Morgan was freed Monday after outgoing Illinois Gov. Pat Quinn commuted his 40-year prison sentence. He is now working with lawyers to have his conviction reversed.
“He was no criminal when I married him, and he’s no criminal now,” said Morgan’s wife, Rosalind Morgan, who led the fight for his freedom.
Quinn hasn’t explained the reason for his decision, which angered some police unions, as well as one of the officers wounded in the incident. But Benjamin Crump, a lawyer for Morgan, said Quinn was well within his rights.
“What Governor Quinn did was not secretive or mysterious in any way,” said Crump. “It’s what the constitution of this state gives him the power to do.”
“There were thousands and thousands of people who signed the petition after they looked on the record as to what took place,” Crump added.
"What I really believe this is is an example of driving while black," said Crump. "And we don't need to go much further than that."
In 2005, Morgan, a former Chicago police officer who was working as a railroad detective, was stopped by four police officers while driving the wrong way on a one-way street near his home. From there, a scuffle ensued, leading to gunfire. Police said Morgan was belligerent and fired first, while Morgan said police started firing as soon as they saw his gun, and denied firing a shot. In the end, Morgan was shot 28 times, 21 in the back, while three officers were wounded.
At a 2007 trial, Morgan was found not guilty of discharging his firearm, but there was no verdict on a charge of attempted murder. At a second trial, a jury convicted Morgan on the attempted murder charge. He was sentenced him to 40 years in prison.
Lawyers for Morgan, 63, have said key evidence was suppressed at trial, and have complained about double jeopardy.

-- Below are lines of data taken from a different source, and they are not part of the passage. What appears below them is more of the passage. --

//! Inbound text frame handling.

use std::sync::Arc;

use metrics::counter;
use relay_core::{DecodeError, EventBus, RequestId, Response, decode_request};
use tracing::{debug, warn};

use super::connection::ClientConnection;
use crate::dispatch::RequestCache;

/// Message broadcast when a frame cannot be decoded.
pub const BAD_REQUEST_MESSAGE: &str = "Invalid request.";

/// Decode a text frame and hand the request to business logic.
///
/// The correlation is recorded before the request is published, so a
/// response can never overtake it. A frame that fails to decode produces a
/// `bad-request` notification for every client and nothing else.
pub fn handle_text(
    text: &str,
    conn: &Arc<ClientConnection>,
    cache: &RequestCache,
    bus: &EventBus,
) -> Result<RequestId, DecodeError> {
    let request = match decode_request(text) {
        Ok(request) => request,
        Err(e) => {
            warn!(conn_id = %conn.id, error = %e, len = text.len(), "undecodable request");
            counter!("relay_bad_requests_total").increment(1);
            let _ = bus.publish_response(Response::bad_request(BAD_REQUEST_MESSAGE));
            return Err(e);
        }
    };

    let request_id = request.id;
    debug!(conn_id = %conn.id, %request_id, kind = request.kind.name(), "request received");
    cache.put(request_id, Arc::clone(conn));
    let _ = bus.publish_request(request);
    Ok(request_id)
}

#[cfg(test)]
mod tests {
    use relay_core::{ConnectionId, Outbound, RequestKind, ResponseBody};
    use tokio::sync::mpsc;

    use super::*;
    use crate::config::CorrelationConfig;

    fn setup() -> (Arc<ClientConnection>, RequestCache, EventBus) {
        let (tx, _rx) = mpsc::channel(4);
        let conn = Arc::new(ClientConnection::new(ConnectionId::from_string("c1"), tx));
        let cache = RequestCache::new(&CorrelationConfig::default());
        (conn, cache, EventBus::new(16))
    }

    #[tokio::test]
    async fn valid_request_is_correlated_and_published() {
        let (conn, cache, bus) = setup();
        let mut requests = bus.subscribe_requests();

        let id = handle_text(r#"{"id":42,"kind":"ping"}"#, &conn, &cache, &bus).unwrap();

        assert_eq!(id.get(), 42);
        let cached = cache.get(id).unwrap();
        assert!(Arc::ptr_eq(&cached, &conn));
        let request = requests.recv().await.unwrap();
        assert_eq!(request.id, id);
        assert_eq!(request.kind, RequestKind::Ping);
    }

    #[tokio::test]
    async fn correlation_exists_before_subscriber_sees_request() {
        let (conn, cache, bus) = setup();
        let cache = Arc::new(cache);
        let mut requests = bus.subscribe_requests();

        let _ = handle_text(
            r#"{"id":5,"kind":"list-files","root":"/srv"}"#,
            &conn,
            &cache,
            &bus,
        )
        .unwrap();

        let request = requests.recv().await.unwrap();
        assert!(cache.get(request.id).is_some());
    }

    #[tokio::test]
    async fn malformed_frame_broadcasts_bad_request() {
        let (conn, cache, bus) = setup();
        let mut requests = bus.subscribe_requests();
        let mut outbound = bus.subscribe_outbound();

        let err = handle_text("not json", &conn, &cache, &bus).unwrap_err();
        assert!(matches!(err, DecodeError::Malformed(_)));

        let Outbound::Text(response) = outbound.recv().await.unwrap() else {
            panic!("expected text response");
        };
        assert_eq!(response.correlation(), None);
        assert_eq!(response.request_id, Some(-1));
        assert_eq!(
            response.body,
            ResponseBody::BadRequest {
                message: BAD_REQUEST_MESSAGE.into()
            }
        );
        assert!(requests.try_recv().is_err());
        assert!(cache.is_empty());
    }

    #[tokio::test]
    async fn unknown_kind_is_a_bad_request() {
        let (conn, cache, bus) = setup();
        let mut outbound = bus.subscribe_outbound();

        let err = handle_text(r#"{"id":1,"kind":"reboot"}"#, &conn, &cache, &bus).unwrap_err();
        assert!(matches!(err, DecodeError::UnknownKind(_)));
        assert!(outbound.try_recv().is_ok());
        assert!(cache.is_empty());
    }

    #[tokio::test]
    async fn non_positive_id_is_a_bad_request() {
        let (conn, cache, bus) = setup();
        let err = handle_text(r#"{"id":0,"kind":"ping"}"#, &conn, &cache, &bus).unwrap_err();
        assert!(matches!(err, DecodeError::InvalidId(_)));
        assert!(cache.is_empty());
    }
}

Morgan's supporters have said his case is an example of the kind of over-zealous policing that lately has been in the national spotlight thanks to the deaths of Michael Brown, Eric Garner, and several other unarmed blacks.
But John Wrigley, one of the officers who was shot, told a local news station he has questions for Quinn.
"Why do you think he needed to be released? Why do you think he deserved to be released? Did you sit in on the trial? Did he look at the details of this case? I don't think he did," Wrigley said.
Morgan’s was one of 43 clemency petitions that Quinn, a Democrat, granted Monday just before leaving office.